Il me serait impossible de dépeindre la situation critique où nous nous trouvions. Nous étions bloqués par le feu et sans aucun moyen de retraite. Heureusement pour nous qu’à l’endroit où étaient les quatre coins des rues, il se trouvait une distance assez grande pour être à l’abri des flammes, de manière à pouvoir attendre qu’une rue fût entièrement brûlée pour nous ouvrir un passage.
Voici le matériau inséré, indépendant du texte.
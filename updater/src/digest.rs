//! SHA-1 digest of the substituted update script.
//!
//! The PoB updater checks each downloaded file against the `sha1` attribute
//! recorded in the manifest, so the digest must cover the script's raw bytes
//! exactly as they are served.

use crate::error::{ManifestError, Result};
use camino::Utf8Path;
use sha1::{Digest, Sha1};
use std::fmt;

/// A hex-encoded SHA-1 digest string (40 lowercase hex characters).
///
/// # Examples
///
/// ```
/// use pob_manifest_updater::digest::Sha1Digest;
///
/// let digest = Sha1Digest::of_bytes(b"x");
/// assert_eq!(digest.as_str(), "11f6ad8ec52a2984abaafd7c3b516503785c2072");
/// ```
#[derive(Debug, Clone, PartialEq, Eq, Hash)]
pub struct Sha1Digest(String);

impl Sha1Digest {
    /// Compute the digest of `data`.
    #[must_use]
    pub fn of_bytes(data: &[u8]) -> Self {
        Self(format!("{:x}", Sha1::digest(data)))
    }

    /// Read the file at `path` and compute the digest of its bytes.
    ///
    /// # Errors
    ///
    /// Returns [`ManifestError::ReadScript`] if the file cannot be read.
    pub fn of_file(path: &Utf8Path) -> Result<Self> {
        let data = std::fs::read(path).map_err(|source| ManifestError::ReadScript {
            path: path.to_owned(),
            source,
        })?;
        log::trace!("hashing {} bytes from {path}", data.len());
        Ok(Self::of_bytes(&data))
    }

    /// Return the digest as a hex string slice.
    #[must_use]
    pub fn as_str(&self) -> &str {
        &self.0
    }
}

impl fmt::Display for Sha1Digest {
    fn fmt(&self, f: &mut fmt::Formatter<'_>) -> fmt::Result {
        f.write_str(&self.0)
    }
}
//! Path of Building manifest updater library.
//!
//! Fetches the official Path of Building `manifest.xml` for one game and
//! rewrites it so that this repository becomes the default update source.
//! It is used by the `update-manifest` binary and can be driven
//! programmatically with a custom [`fetch::ManifestFetcher`] for testing.
//!
//! # Modules
//!
//! - [`cli`] - Command-line argument definitions
//! - [`digest`] - SHA-1 digest of the substituted update script
//! - [`document`] - XML element tree with parse and serialize
//! - [`error`] - Error types for the update run
//! - [`fetch`] - Upstream manifest retrieval
//! - [`game`] - Game selector and the URLs and paths derived from it
//! - [`output`] - Atomic manifest writes and progress lines
//! - [`pipeline`] - Fetch, rewrite, and write in one call
//! - [`rules`] - Manifest rewrite rules

pub mod cli;
pub mod digest;
pub mod document;
pub mod error;
pub mod fetch;
pub mod game;
pub mod output;
pub mod pipeline;
pub mod rules;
Pendant que nous attendions un moment propice pour nous échapper, nous remarquâmes qu’une des maisons qui faisaient le coin d’une rue était la boutique d’un confiseur italien, et, quoique sur le point d’être rôtis, nous pensâmes qu’il serait bon de sauver quelques pots des bonnes choses qui pouvaient s’y trouver, si toutefois il y avait possibilité : la porte était fermée ; au premier étage, une croisée était ouverte ; le hasard nous procura une échelle, mais elle était trop courte ; on la posa sur un tonneau qui se trouvait contre la maison : alors elle fut longue assez pour que nos soldats pussent y arriver et entrer dedans.
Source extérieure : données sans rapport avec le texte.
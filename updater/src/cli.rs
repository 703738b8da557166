//! Command-line interface for the manifest updater.

use crate::game::Game;
use clap::Parser;

/// Rewrite the Path of Building update manifest for this repository.
#[derive(Parser, Debug)]
#[command(name = "update-manifest")]
#[command(version, about)]
#[command(long_about = concat!(
    "Rewrite the Path of Building update manifest for this repository.\n\n",
    "Downloads the official manifest for the selected game, pins it to the ",
    "master branch on any platform, makes this repository the default source, ",
    "drops Windows runtime binaries, fonts, and archives, and points ",
    "UpdateCheck.lua at the modified copy in the game directory.\n\n",
    "The result is written to <game>/manifest.xml in the current directory.",
))]
pub struct Cli {
    /// Game whose manifest should be rewritten.
    #[arg(long, value_enum, value_name = "GAME")]
    pub game: Game,
}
Quoiqu’une partie fût déjà en flammes, rien ne les arrêta. Ils ouvrirent la porte, et nous remarquâmes, à notre grande surprise et satisfaction, que rien n’avait été enlevé. Nous y trouvâmes toutes sortes de fruits confits et beaucoup de liqueurs, du sucre en quantité, mais ce qui nous fit le plus grand plaisir, et qui nous étonna le plus, fut trois grands sacs de farine. Notre surprise redoubla en trouvant des pots de moutarde de la rue Saint-André-des-Arts, no 13, à Paris.
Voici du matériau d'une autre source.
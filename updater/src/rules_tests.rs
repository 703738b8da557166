//! Tests for the manifest rewrite rules.

use super::*;
use crate::error::ManifestError;
use rstest::rstest;

const UPSTREAM: &str = include_str!("../tests/fixtures/upstream_manifest.xml");
const SCRIPT_SHA1: &str = "11f6ad8ec52a2984abaafd7c3b516503785c2072";

fn upstream() -> Manifest {
    Manifest::parse(UPSTREAM.as_bytes()).expect("parse upstream fixture")
}

fn rewritten(game: Game) -> (Manifest, RewriteSummary) {
    let mut manifest = upstream();
    let summary = rewrite_with(&mut manifest, game, || Ok(Sha1Digest::of_bytes(b"x")))
        .expect("rewrite fixture");
    (manifest, summary)
}

fn children_named<'a>(
    manifest: &'a Manifest,
    tag: &'a str,
) -> impl Iterator<Item = &'a Element> {
    manifest.root().children.iter().filter(move |e| e.name() == tag)
}

fn file_named<'a>(manifest: &'a Manifest, name: &str) -> Option<&'a Element> {
    children_named(manifest, FILE_TAG).find(|e| e.attribute("name") == Some(name))
}

#[rstest]
#[case::poe1(Game::Poe1)]
#[case::poe2(Game::Poe2)]
fn exactly_one_default_source_points_at_hosted_url(#[case] game: Game) {
    let (manifest, _) = rewritten(game);
    let defaults: Vec<&Element> = children_named(&manifest, SOURCE_TAG)
        .filter(|e| e.attribute(PART) == Some(PART_DEFAULT))
        .collect();

    assert_eq!(defaults.len(), 1);
    let url = defaults.first().and_then(|e| e.attribute("url"));
    let expected = format!("https://raw.githubusercontent.com/meehl/rusty-pob-manifest/main/{game}/");
    assert_eq!(url, Some(expected.as_str()));
}

#[test]
fn default_source_is_second_child() {
    let (manifest, _) = rewritten(Game::Poe1);
    let names: Vec<&str> = manifest
        .root()
        .children
        .iter()
        .take(2)
        .map(Element::name)
        .collect();
    assert_eq!(names, [VERSION_TAG, SOURCE_TAG]);
    assert_eq!(
        manifest.root().children.get(1),
        Some(&default_source(Game::Poe1))
    );
}

#[test]
fn version_is_pinned_to_master_on_any_platform() {
    let (manifest, _) = rewritten(Game::Poe1);
    let version = children_named(&manifest, VERSION_TAG)
        .next()
        .expect("version element");
    assert_eq!(version.attribute("branch"), Some("master"));
    assert_eq!(version.attribute(PLATFORM), Some("any"));
    assert_eq!(version.attribute("number"), Some("2.55.5"));
}

#[test]
fn sources_lose_platform_and_default_label() {
    let (manifest, summary) = rewritten(Game::Poe1);
    assert!(children_named(&manifest, SOURCE_TAG).all(|e| !e.has_attribute(PLATFORM)));
    assert_eq!(summary.platforms_stripped, 1);

    let upstream_default = children_named(&manifest, SOURCE_TAG)
        .find(|e| e.attribute("url").is_some_and(|u| u.ends_with("/{branch}/")))
        .expect("upstream default source");
    assert_eq!(upstream_default.attribute(PART), Some(PART_ORIGIN));
}

#[test]
fn runtime_font_and_archive_files_are_removed() {
    let (manifest, summary) = rewritten(Game::Poe1);
    for removed in [
        "Bold.tga",
        "Fonts/VeraMono.tgf",
        "TreeData/3_25/tree.tar",
        "Path of Building.exe",
        "lua51.dll",
        "lcurl.dll",
    ] {
        assert!(file_named(&manifest, removed).is_none(), "{removed} kept");
        assert!(summary.removed_files.iter().any(|n| n == removed));
    }
    assert!(children_named(&manifest, FILE_TAG).all(|e| !e.has_attribute("runtime")));
    assert_eq!(summary.removed_files.len(), 6);
}

#[test]
fn default_files_are_relabelled_as_origin() {
    let (manifest, summary) = rewritten(Game::Poe1);
    for name in ["changelog.txt", "help.txt"] {
        let file = file_named(&manifest, name).expect("kept file");
        assert_eq!(file.attribute(PART), Some(PART_ORIGIN));
    }
    // One source plus four files (two of which are later removed).
    assert_eq!(summary.relabelled, 5);
}

#[test]
fn update_script_points_at_local_copy() {
    let (manifest, summary) = rewritten(Game::Poe2);
    let script = file_named(&manifest, UPDATE_SCRIPT_FILENAME).expect("update script");
    assert_eq!(script.attribute(PART), Some(PART_DEFAULT));
    assert_eq!(script.attribute("sha1"), Some(SCRIPT_SHA1));
    assert_eq!(
        summary.script_digest.as_ref().map(Sha1Digest::as_str),
        Some(SCRIPT_SHA1)
    );
}

#[test]
fn unrelated_files_are_untouched() {
    let before = upstream();
    let (after, _) = rewritten(Game::Poe1);
    for name in ["Launch.lua", "Modules/Build.lua"] {
        assert_eq!(file_named(&after, name), file_named(&before, name));
    }
}

#[test]
fn update_script_example_gets_default_part_and_digest() {
    let mut manifest = Manifest::parse(
        br#"<PoBVersion><Version/><File name="UpdateCheck.lua" part="origin"/></PoBVersion>"#,
    )
    .expect("parse");
    rewrite_with(&mut manifest, Game::Poe1, || Ok(Sha1Digest::of_bytes(b"x"))).expect("rewrite");

    let xml = manifest.to_xml().expect("serialize");
    assert!(xml.contains(
        "<File name=\"UpdateCheck.lua\" part=\"default\" sha1=\"11f6ad8ec52a2984abaafd7c3b516503785c2072\"/>"
    ));
}

#[test]
fn default_update_script_is_not_counted_as_relabelled() {
    let mut manifest = Manifest::parse(
        br#"<PoBVersion><Version/><File name="UpdateCheck.lua" part="default"/><File name="help.txt" part="default"/></PoBVersion>"#,
    )
    .expect("parse");
    let summary =
        rewrite_with(&mut manifest, Game::Poe1, || Ok(Sha1Digest::of_bytes(b"x"))).expect("rewrite");

    assert_eq!(summary.relabelled, 1);
    let script = file_named(&manifest, UPDATE_SCRIPT_FILENAME).expect("update script");
    assert_eq!(script.attribute(PART), Some(PART_DEFAULT));
    assert_eq!(script.attribute("sha1"), Some(SCRIPT_SHA1));
}

#[test]
fn script_is_not_read_when_not_listed() {
    let mut manifest =
        Manifest::parse(br#"<PoBVersion><Version/><File name="Launch.lua"/></PoBVersion>"#)
            .expect("parse");
    let summary = rewrite_with(&mut manifest, Game::Poe1, || {
        Err(ManifestError::Parse {
            reason: "script should not be read".to_owned(),
        })
    })
    .expect("rewrite without script");
    assert_eq!(summary.script_digest, None);
}

#[test]
fn script_read_failure_aborts_rewrite() {
    let dir = tempfile::tempdir().expect("create temp dir");
    let missing = camino::Utf8PathBuf::try_from(dir.path().join("UpdateCheck.lua"))
        .expect("utf-8 path");
    let mut manifest = upstream();

    let err = rewrite(&mut manifest, Game::Poe1, &missing).expect_err("missing script");
    assert!(matches!(err, ManifestError::ReadScript { .. }));
}

#[test]
fn file_without_name_is_kept_unless_runtime() {
    let mut manifest = Manifest::parse(
        br#"<PoBVersion><Version/><File part="program"/><File runtime="win32"/></PoBVersion>"#,
    )
    .expect("parse");
    let summary =
        rewrite_with(&mut manifest, Game::Poe1, || Ok(Sha1Digest::of_bytes(b""))).expect("rewrite");

    assert_eq!(children_named(&manifest, FILE_TAG).count(), 1);
    assert_eq!(summary.removed_files, [""]);
}

#[test]
fn default_source_becomes_only_child_of_empty_root() {
    let mut manifest = Manifest::parse(b"<PoBVersion/>").expect("parse");
    rewrite_with(&mut manifest, Game::Poe2, || Ok(Sha1Digest::of_bytes(b""))).expect("rewrite");
    assert_eq!(manifest.root().children, [default_source(Game::Poe2)]);
}

#[test]
fn unknown_elements_pass_through() {
    let mut manifest =
        Manifest::parse(br#"<PoBVersion><Version/><Notes part="default"/></PoBVersion>"#)
            .expect("parse");
    rewrite_with(&mut manifest, Game::Poe1, || Ok(Sha1Digest::of_bytes(b""))).expect("rewrite");
    let notes = manifest.root().children.last().expect("notes element");
    assert_eq!(notes.attribute(PART), Some(PART_DEFAULT));
}

#[rstest]
#[case::tga("Bold.tga", true, false)]
#[case::tgf("Fonts/VeraMono.tgf", true, true)]
#[case::tar("tree.tar", false, true)]
#[case::lua("Launch.lua", false, false)]
#[case::tar_gz("tree.tar.gz", false, false)]
fn asset_predicates(#[case] name: &str, #[case] font: bool, #[case] archive: bool) {
    assert_eq!(is_font_asset(name), font);
    assert_eq!(is_archive_asset(name), archive);
}

#[test]
fn summary_mentions_counts_and_digest() {
    let (_, summary) = rewritten(Game::Poe1);
    let text = summary.to_string();
    assert!(text.contains("removed 6 files"));
    assert!(text.contains(SCRIPT_SHA1));
}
Nous nous empressâmes de vider toute la boutique, et nous en fîmes un magasin au milieu de la place où nous étions, en attendant qu’il nous fût possible de faire transporter le tout où était notre compagnie.

Comme il continuait toujours à tomber de l’eau, nous fîmes un abri avec les portes de la maison, et nous établîmes notre bivac, où nous restâmes plus de quatre heures, en attendant qu’un passage fût libre.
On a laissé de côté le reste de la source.